§ **Task instructions**: Set down each record exactly as written.
========================
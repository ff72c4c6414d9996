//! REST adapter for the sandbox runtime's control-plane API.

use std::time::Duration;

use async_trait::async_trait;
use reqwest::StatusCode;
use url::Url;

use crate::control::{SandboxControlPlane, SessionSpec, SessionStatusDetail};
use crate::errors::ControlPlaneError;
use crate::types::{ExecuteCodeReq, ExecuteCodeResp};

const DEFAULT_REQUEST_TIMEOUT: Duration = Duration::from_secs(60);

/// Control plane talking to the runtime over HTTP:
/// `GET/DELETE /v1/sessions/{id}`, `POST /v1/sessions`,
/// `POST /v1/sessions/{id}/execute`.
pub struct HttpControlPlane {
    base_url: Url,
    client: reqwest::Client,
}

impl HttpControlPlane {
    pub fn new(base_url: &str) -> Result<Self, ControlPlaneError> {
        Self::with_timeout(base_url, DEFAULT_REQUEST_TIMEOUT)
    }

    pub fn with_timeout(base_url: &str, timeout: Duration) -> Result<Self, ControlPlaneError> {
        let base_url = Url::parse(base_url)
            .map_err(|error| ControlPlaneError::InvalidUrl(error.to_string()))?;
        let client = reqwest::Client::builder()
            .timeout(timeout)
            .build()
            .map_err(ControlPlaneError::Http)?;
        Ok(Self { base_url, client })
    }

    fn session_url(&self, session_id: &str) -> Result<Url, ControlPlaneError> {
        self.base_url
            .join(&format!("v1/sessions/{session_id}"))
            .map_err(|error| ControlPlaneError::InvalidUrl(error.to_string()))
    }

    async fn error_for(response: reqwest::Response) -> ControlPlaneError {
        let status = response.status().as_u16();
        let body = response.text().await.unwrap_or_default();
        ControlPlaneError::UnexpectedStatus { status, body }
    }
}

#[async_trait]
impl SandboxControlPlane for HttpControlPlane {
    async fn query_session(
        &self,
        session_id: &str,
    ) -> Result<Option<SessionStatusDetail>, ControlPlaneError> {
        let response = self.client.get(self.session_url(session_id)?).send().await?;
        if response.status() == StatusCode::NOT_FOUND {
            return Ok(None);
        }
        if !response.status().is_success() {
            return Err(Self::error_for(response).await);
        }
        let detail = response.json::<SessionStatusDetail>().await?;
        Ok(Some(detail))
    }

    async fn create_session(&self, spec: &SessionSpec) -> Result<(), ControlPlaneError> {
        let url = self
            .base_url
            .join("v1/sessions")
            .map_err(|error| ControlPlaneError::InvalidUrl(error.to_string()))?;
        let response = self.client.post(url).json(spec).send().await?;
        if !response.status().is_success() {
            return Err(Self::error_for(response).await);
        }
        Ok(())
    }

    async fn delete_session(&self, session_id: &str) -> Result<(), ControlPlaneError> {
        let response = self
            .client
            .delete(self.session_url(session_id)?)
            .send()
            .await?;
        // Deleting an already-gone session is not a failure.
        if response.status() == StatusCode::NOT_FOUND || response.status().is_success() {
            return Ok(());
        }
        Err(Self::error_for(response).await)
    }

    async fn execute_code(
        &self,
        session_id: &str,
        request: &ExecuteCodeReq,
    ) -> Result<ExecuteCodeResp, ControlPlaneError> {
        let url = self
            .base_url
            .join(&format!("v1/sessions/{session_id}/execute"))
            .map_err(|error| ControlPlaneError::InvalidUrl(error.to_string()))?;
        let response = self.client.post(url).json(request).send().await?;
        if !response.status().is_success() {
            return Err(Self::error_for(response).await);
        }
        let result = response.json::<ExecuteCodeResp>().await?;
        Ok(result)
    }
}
========================
§ **Solution to this exercise**:
repository ff72c4c6414d9996
//! REST adapter for the sandbox runtime's control-plane API.

use std::time::Duration;

use async_trait::async_trait;
use reqwest::StatusCode;
use url::Url;

use crate::control::{SandboxControlPlane, SessionSpec, SessionStatusDetail};
use crate::errors::ControlPlaneError;
use crate::types::{ExecuteCodeReq, ExecuteCodeResp};

const DEFAULT_REQUEST_TIMEOUT: Duration = Duration::from_secs(60);

/// Control plane talking to the runtime over HTTP:
/// `GET/DELETE /v1/sessions/{id}`, `POST /v1/sessions`,
/// `POST /v1/sessions/{id}/execute`.
pub struct HttpControlPlane {
    base_url: Url,
    client: reqwest::Client,
}

impl HttpControlPlane {
    pub fn new(base_url: &str) -> Result<Self, ControlPlaneError> {
        Self::with_timeout(base_url, DEFAULT_REQUEST_TIMEOUT)
    }

    pub fn with_timeout(base_url: &str, timeout: Duration) -> Result<Self, ControlPlaneError> {
        let base_url = Url::parse(base_url)
            .map_err(|error| ControlPlaneError::InvalidUrl(error.to_string()))?;
        let client = reqwest::Client::builder()
            .timeout(timeout)
            .build()
            .map_err(ControlPlaneError::Http)?;
        Ok(Self { base_url, client })
    }

    fn session_url(&self, session_id: &str) -> Result<Url, ControlPlaneError> {
        self.base_url
            .join(&format!("v1/sessions/{session_id}"))
            .map_err(|error| ControlPlaneError::InvalidUrl(error.to_string()))
    }

    async fn error_for(response: reqwest::Response) -> ControlPlaneError {
        let status = response.status().as_u16();
        let body = response.text().await.unwrap_or_default();
        ControlPlaneError::UnexpectedStatus { status, body }
    }
}

#[async_trait]
impl SandboxControlPlane for HttpControlPlane {
    async fn query_session(
        &self,
        session_id: &str,
    ) -> Result<Option<SessionStatusDetail>, ControlPlaneError> {
        let response = self.client.get(self.session_url(session_id)?).send().await?;
        if response.status() == StatusCode::NOT_FOUND {
            return Ok(None);
        }
        if !response.status().is_success() {
            return Err(Self::error_for(response).await);
        }
        let detail = response.json::<SessionStatusDetail>().await?;
        Ok(Some(detail))
    }

    async fn create_session(&self, spec: &SessionSpec) -> Result<(), ControlPlaneError> {
        let url = self
            .base_url
            .join("v1/sessions")
            .map_err(|error| ControlPlaneError::InvalidUrl(error.to_string()))?;
        let response = self.client.post(url).json(spec).send().await?;
        if !response.status().is_success() {
            return Err(Self::error_for(response).await);
        }
        Ok(())
    }

    async fn delete_session(&self, session_id: &str) -> Result<(), ControlPlaneError> {
        let response = self
            .client
            .delete(self.session_url(session_id)?)
            .send()
            .await?;
        // Deleting an already-gone session is not a failure.
        if response.status() == StatusCode::NOT_FOUND || response.status().is_success() {
            return Ok(());
        }
        Err(Self::error_for(response).await)
    }

    async fn execute_code(
        &self,
        session_id: &str,
        request: &ExecuteCodeReq,
    ) -> Result<ExecuteCodeResp, ControlPlaneError> {
        let url = self
            .base_url
            .join(&format!("v1/sessions/{session_id}/execute"))
            .map_err(|error| ControlPlaneError::InvalidUrl(error.to_string()))?;
        let response = self.client.post(url).json(request).send().await?;
        if !response.status().is_success() {
            return Err(Self::error_for(response).await);
        }
        let result = response.json::<ExecuteCodeResp>().await?;
        Ok(result)
    }
}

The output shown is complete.